Advanced Connections
Connection 1: 042.md chose the topology; this lesson explains how that placement turns into a commit rule
The previous lesson established that Harbor Point wanted a local voting quorum and a remote asynchronous copy. This lesson makes the operational consequence explicit: East Coast durability depends on the leader plus synchronous follower, while Singapore trails behind as a recovery asset rather than a commit participant.
Connection 2: 044.md changes the problem by removing the single sequencer
Leader-based replication works because one node assigns a canonical order for writes on a shard.

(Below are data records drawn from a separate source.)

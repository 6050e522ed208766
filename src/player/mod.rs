// SPDX-License-Identifier: MPL-2.0
//! The player component: display state, event mirror and command dispatcher.
//!
//! A [`Player`] is generic over the [`MediaElement`] it drives so the same
//! logic runs against the native engine and against test doubles. It never
//! touches the element's internals: commands go out as property writes and
//! method calls, state comes back through `loadedmetadata` and `timeupdate`.

mod commands;
mod mirror;
pub mod state;
pub mod time_format;

pub use state::PlaybackState;
pub use time_format::{display_time, format_duration};

use crate::app::config::{PlayerConfig, DEFAULT_BRAND_LABEL, DEFAULT_SEEK_STEP_SECS, DEFAULT_VOLUME};
use crate::app::i18n::fluent::I18n;
use crate::media::{ListenerGuard, MediaElement, SessionId};
use crate::ui::controls;
use iced::widget::image;
use iced::Element;

/// User actions on the controls.
#[derive(Debug, Clone, PartialEq)]
pub enum Message {
    PlayPause,
    /// Relative seek in seconds; negative steps back.
    Seek(f64),
    /// Click on the progress track, in track-local coordinates.
    ProgressClicked { click_x: f32, width: f32 },
    VolumeChanged(f64),
    ToggleVolumeSlider,
    ToggleFullscreen,
}

/// Side effects the parent must carry out after [`Player::update`].
#[derive(Debug, Clone, Copy, PartialEq, Eq)]
pub enum Effect {
    None,
    ToggleFullscreen,
}

/// Settings fixed for the player's lifetime.
#[derive(Debug, Clone, PartialEq)]
pub struct PlayerSettings {
    /// Volume shown before the user touches the slider.
    pub initial_volume: f64,
    /// Distance of the step-back and step-forward buttons, in seconds.
    pub seek_step_secs: f64,
    pub brand_label: String,
}

impl Default for PlayerSettings {
    fn default() -> Self {
        Self {
            initial_volume: DEFAULT_VOLUME,
            seek_step_secs: DEFAULT_SEEK_STEP_SECS,
            brand_label: DEFAULT_BRAND_LABEL.to_string(),
        }
    }
}

impl PlayerSettings {
    #[must_use]
    pub fn from_config(config: &PlayerConfig) -> Self {
        Self {
            initial_volume: config.effective_volume(),
            seek_step_secs: config.effective_seek_step(),
            brand_label: config.effective_brand_label(),
        }
    }
}

pub struct Player<E: MediaElement> {
    settings: PlayerSettings,
    state: PlaybackState,
    element: Option<E>,
    session: Option<SessionId>,
    listeners: Vec<ListenerGuard>,
    surface: Option<image::Handle>,
}

impl<E: MediaElement> std::fmt::Debug for Player<E> {
    fn fmt(&self, f: &mut std::fmt::Formatter<'_>) -> std::fmt::Result {
        f.debug_struct("Player")
            .field("session", &self.session)
            .field("state", &self.state)
            .field("listeners", &self.listeners.len())
            .finish()
    }
}

impl<E: MediaElement> Default for Player<E> {
    fn default() -> Self {
        Self::new(PlayerSettings::default())
    }
}

impl<E: MediaElement> Player<E> {
    #[must_use]
    pub fn new(settings: PlayerSettings) -> Self {
        let state = PlaybackState::new(settings.initial_volume);
        Self {
            settings,
            state,
            element: None,
            session: None,
            listeners: Vec::new(),
            surface: None,
        }
    }

    #[must_use]
    pub fn state(&self) -> &PlaybackState {
        &self.state
    }

    #[must_use]
    pub fn settings(&self) -> &PlayerSettings {
        &self.settings
    }

    /// The element handle, once mounted.
    #[must_use]
    pub fn element(&self) -> Option<&E> {
        self.element.as_ref()
    }

    #[must_use]
    pub fn session(&self) -> Option<SessionId> {
        self.session
    }

    /// Latest video frame, if one has been decoded.
    #[must_use]
    pub fn surface(&self) -> Option<&image::Handle> {
        self.surface.as_ref()
    }

    /// Applies a user action. Fullscreen needs the parent's provider, so it
    /// comes back as an [`Effect`].
    pub fn update(&mut self, message: Message) -> Effect {
        tracing::debug!(?message, "player command");
        match message {
            Message::PlayPause => self.play_and_pause(),
            Message::Seek(delta) => self.seek(delta),
            Message::ProgressClicked { click_x, width } => {
                self.update_progress_on_click(f64::from(click_x), f64::from(width));
            }
            Message::VolumeChanged(value) => self.volume_control(value),
            Message::ToggleVolumeSlider => self.toggle_volume_slider(),
            Message::ToggleFullscreen => return Effect::ToggleFullscreen,
        }
        Effect::None
    }

    pub fn view<'a>(&'a self, i18n: &'a I18n, is_fullscreen: bool) -> Element<'a, Message> {
        controls::view(
            controls::ViewContext {
                i18n,
                brand_label: &self.settings.brand_label,
                seek_step_secs: self.settings.seek_step_secs,
                is_fullscreen,
            },
            &self.state,
            self.surface.as_ref(),
        )
    }
}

Multi-leader systems gain locality and write availability in more places, but they lose that single ordering source and must classify, detect, and resolve conflicts explicitly.
Resources
- [BOOK] Designing Data-Intensive Applications
- Focus: Read the leader-based replication chapter with attention to the difference between write acknowledgment, follower lag, and failover safety.
- [PAPER] In Search of an Understandable Consensus Algorithm (Raft)

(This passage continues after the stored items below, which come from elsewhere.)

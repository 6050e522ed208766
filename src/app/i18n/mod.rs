// SPDX-License-Identifier: MPL-2.0
//! Internationalization (i18n) support for the application.
//!
//! Translations are Fluent `.ftl` files embedded at build time from
//! `assets/i18n/`. The active locale is chosen once at startup from the CLI,
//! the config file, or the operating system, and falls back to `en-US`.

pub mod fluent;
// SPDX-License-Identifier: MPL-2.0
//! Mirrors element timing into [`PlaybackState`].

use super::state::{progress_percent, PlaybackState};
use super::Player;
use crate::media::{MediaElement, MediaEventKind, SessionId, VideoFrame};
use iced::widget::image;
use std::sync::Arc;

impl<E: MediaElement> Player<E> {
    /// Attaches the player to `element` for `session`.
    ///
    /// Registers the `loadedmetadata` and `timeupdate` listeners; each one
    /// calls `notify` with its event kind, and the parent routes that back
    /// into [`Self::handle_event`] on the UI thread. Mounting over an
    /// existing session unmounts it first.
    ///
    /// Metadata that arrived before the listeners existed is picked up
    /// immediately.
    pub fn mount<F>(&mut self, session: SessionId, element: E, notify: F)
    where
        F: Fn(MediaEventKind) + Clone + Send + Sync + 'static,
    {
        if self.session.is_some() {
            self.unmount();
        }

        let on_metadata = notify.clone();
        let on_time = notify;
        self.listeners = vec![
            element.add_event_listener(
                MediaEventKind::LoadedMetadata,
                Box::new(move || on_metadata(MediaEventKind::LoadedMetadata)),
            ),
            element.add_event_listener(
                MediaEventKind::TimeUpdate,
                Box::new(move || on_time(MediaEventKind::TimeUpdate)),
            ),
        ];

        let metadata_known = !element.duration().is_nan();
        self.element = Some(element);
        self.session = Some(session);
        tracing::debug!(%session, metadata_known, "player mounted");

        if metadata_known {
            self.on_loaded_metadata();
            self.on_time_update();
        }
    }

    /// Detaches both listeners, drops the element handle and resets state.
    pub fn unmount(&mut self) {
        if let Some(session) = self.session.take() {
            tracing::debug!(%session, "player unmounted");
        }
        self.listeners.clear();
        self.element = None;
        self.surface = None;
        self.state = PlaybackState::new(self.settings.initial_volume);
    }

    /// Whether `session` is the one currently mounted.
    #[must_use]
    pub fn is_current(&self, session: SessionId) -> bool {
        self.session == Some(session)
    }

    /// Routes an element event to its handler. Events from any session
    /// other than the mounted one are discarded.
    pub fn handle_event(&mut self, session: SessionId, kind: MediaEventKind) {
        if !self.is_current(session) {
            tracing::trace!(%session, event = kind.name(), "discarding stale event");
            return;
        }
        match kind {
            MediaEventKind::LoadedMetadata => self.on_loaded_metadata(),
            MediaEventKind::TimeUpdate => self.on_time_update(),
        }
    }

    /// Replaces the video surface with `frame` if it belongs to the mounted session.
    pub fn present_frame(&mut self, session: SessionId, frame: VideoFrame) {
        if !self.is_current(session) {
            return;
        }
        let pixels = Arc::unwrap_or_clone(frame.rgba);
        self.surface = Some(image::Handle::from_rgba(frame.width, frame.height, pixels));
    }

    fn on_loaded_metadata(&mut self) {
        let Some(element) = &self.element else {
            return;
        };
        self.state.duration = element.duration();
        tracing::debug!(duration = self.state.duration, "loadedmetadata");
    }

    fn on_time_update(&mut self) {
        let Some(element) = &self.element else {
            return;
        };
        let current_time = element.current_time();
        self.state.current_time = current_time;
        if let Some(percent) = progress_percent(current_time, element.duration()) {
            self.state.progress_percent = percent;
        }
        tracing::trace!(current_time, progress = self.state.progress_percent, "timeupdate");
    }
}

- Focus: Pay attention to log matching, leader completeness, and why committed entries survive leader change.
- [DOC] PostgreSQL Documentation: Replication
- Focus: Map synchronous standby settings and WAL sender state to the abstract commit-point discussion in this lesson.
- [DOC] MongoDB Replica Set Elections
- Focus: Notice how election safety depends on replication freshness, not merely on which node is reachable first.
Key Insights
- A leader is valuable because it assigns one durable order - Without a shared commit order, "replicated" does not yet mean "safe to expose."
- Follower lag is a correctness signal, not only a performance metric - The same lag number affects read freshness, promotion safety, and disaster-recovery readiness.
- Acknowledgement policy is the core trade-off - Faster success responses reduce latency, but every step away from quorum durability increases failover risk.